Try it
Copy the lines below verbatim. Begin with the first and end with the line containing "or waited on".

•••••

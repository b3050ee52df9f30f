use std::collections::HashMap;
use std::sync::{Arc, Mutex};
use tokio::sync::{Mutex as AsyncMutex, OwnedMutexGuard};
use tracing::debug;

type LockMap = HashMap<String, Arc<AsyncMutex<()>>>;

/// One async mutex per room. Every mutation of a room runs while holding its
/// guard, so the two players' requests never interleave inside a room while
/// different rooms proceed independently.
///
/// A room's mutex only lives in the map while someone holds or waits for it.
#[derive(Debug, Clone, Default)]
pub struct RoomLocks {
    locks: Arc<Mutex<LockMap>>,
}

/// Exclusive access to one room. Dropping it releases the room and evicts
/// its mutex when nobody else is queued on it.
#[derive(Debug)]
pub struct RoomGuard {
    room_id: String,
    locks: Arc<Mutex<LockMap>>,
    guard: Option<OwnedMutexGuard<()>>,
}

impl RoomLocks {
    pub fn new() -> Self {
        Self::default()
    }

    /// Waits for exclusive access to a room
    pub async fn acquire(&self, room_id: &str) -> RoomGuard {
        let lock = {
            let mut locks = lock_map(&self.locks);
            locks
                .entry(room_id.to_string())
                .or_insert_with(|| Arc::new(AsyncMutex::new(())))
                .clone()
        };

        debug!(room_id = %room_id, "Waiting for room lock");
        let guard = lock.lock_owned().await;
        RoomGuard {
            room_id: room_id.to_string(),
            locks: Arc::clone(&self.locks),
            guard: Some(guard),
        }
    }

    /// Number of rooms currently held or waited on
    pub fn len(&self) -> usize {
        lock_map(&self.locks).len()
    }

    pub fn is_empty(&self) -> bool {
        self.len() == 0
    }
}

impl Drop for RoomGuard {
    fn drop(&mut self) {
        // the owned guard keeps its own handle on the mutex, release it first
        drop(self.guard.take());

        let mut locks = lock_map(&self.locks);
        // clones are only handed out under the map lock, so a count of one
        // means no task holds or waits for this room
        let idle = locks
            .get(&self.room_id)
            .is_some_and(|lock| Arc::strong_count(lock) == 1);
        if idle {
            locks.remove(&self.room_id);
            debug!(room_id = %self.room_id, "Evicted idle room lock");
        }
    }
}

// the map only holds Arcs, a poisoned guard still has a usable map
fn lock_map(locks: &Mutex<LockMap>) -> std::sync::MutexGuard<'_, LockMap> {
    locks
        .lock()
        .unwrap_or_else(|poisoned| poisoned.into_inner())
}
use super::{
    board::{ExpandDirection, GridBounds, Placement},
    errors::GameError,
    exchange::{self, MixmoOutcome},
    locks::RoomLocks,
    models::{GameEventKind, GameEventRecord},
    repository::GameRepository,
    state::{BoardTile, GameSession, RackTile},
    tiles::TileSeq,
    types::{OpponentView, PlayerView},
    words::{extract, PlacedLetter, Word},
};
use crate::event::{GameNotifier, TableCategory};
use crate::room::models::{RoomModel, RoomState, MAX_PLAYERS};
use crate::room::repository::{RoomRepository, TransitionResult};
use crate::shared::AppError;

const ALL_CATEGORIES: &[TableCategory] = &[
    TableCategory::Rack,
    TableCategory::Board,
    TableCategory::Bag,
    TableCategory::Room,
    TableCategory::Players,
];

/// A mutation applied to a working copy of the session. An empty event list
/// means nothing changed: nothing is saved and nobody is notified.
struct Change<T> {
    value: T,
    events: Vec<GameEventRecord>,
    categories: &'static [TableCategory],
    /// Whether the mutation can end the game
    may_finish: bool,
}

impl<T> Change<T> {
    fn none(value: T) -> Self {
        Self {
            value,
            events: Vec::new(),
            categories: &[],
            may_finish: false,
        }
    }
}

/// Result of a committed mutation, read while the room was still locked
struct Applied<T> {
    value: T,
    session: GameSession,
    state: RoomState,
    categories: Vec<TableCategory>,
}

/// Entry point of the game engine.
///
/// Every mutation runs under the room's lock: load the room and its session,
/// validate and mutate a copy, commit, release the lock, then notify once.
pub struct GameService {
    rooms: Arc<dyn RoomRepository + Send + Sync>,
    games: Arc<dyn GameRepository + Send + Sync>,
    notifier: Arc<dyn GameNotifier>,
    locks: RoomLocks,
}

•••••

Answer
repository b3050ee52df9f30f
use std::collections::HashMap;
use std::sync::{Arc, Mutex};
use tokio::sync::{Mutex as AsyncMutex, OwnedMutexGuard};
use tracing::debug;

type LockMap = HashMap<String, Arc<AsyncMutex<()>>>;

/// One async mutex per room. Every mutation of a room runs while holding its
/// guard, so the two players' requests never interleave inside a room while
/// different rooms proceed independently.
///
/// A room's mutex only lives in the map while someone holds or waits for it.
#[derive(Debug, Clone, Default)]
pub struct RoomLocks {
    locks: Arc<Mutex<LockMap>>,
}

/// Exclusive access to one room. Dropping it releases the room and evicts
/// its mutex when nobody else is queued on it.
#[derive(Debug)]
pub struct RoomGuard {
    room_id: String,
    locks: Arc<Mutex<LockMap>>,
    guard: Option<OwnedMutexGuard<()>>,
}

impl RoomLocks {
    pub fn new() -> Self {
        Self::default()
    }

    /// Waits for exclusive access to a room
    pub async fn acquire(&self, room_id: &str) -> RoomGuard {
        let lock = {
            let mut locks = lock_map(&self.locks);
            locks
                .entry(room_id.to_string())
                .or_insert_with(|| Arc::new(AsyncMutex::new(())))
                .clone()
        };

        debug!(room_id = %room_id, "Waiting for room lock");
        let guard = lock.lock_owned().await;
        RoomGuard {
            room_id: room_id.to_string(),
            locks: Arc::clone(&self.locks),
            guard: Some(guard),
        }
    }

    /// Number of rooms currently held or waited on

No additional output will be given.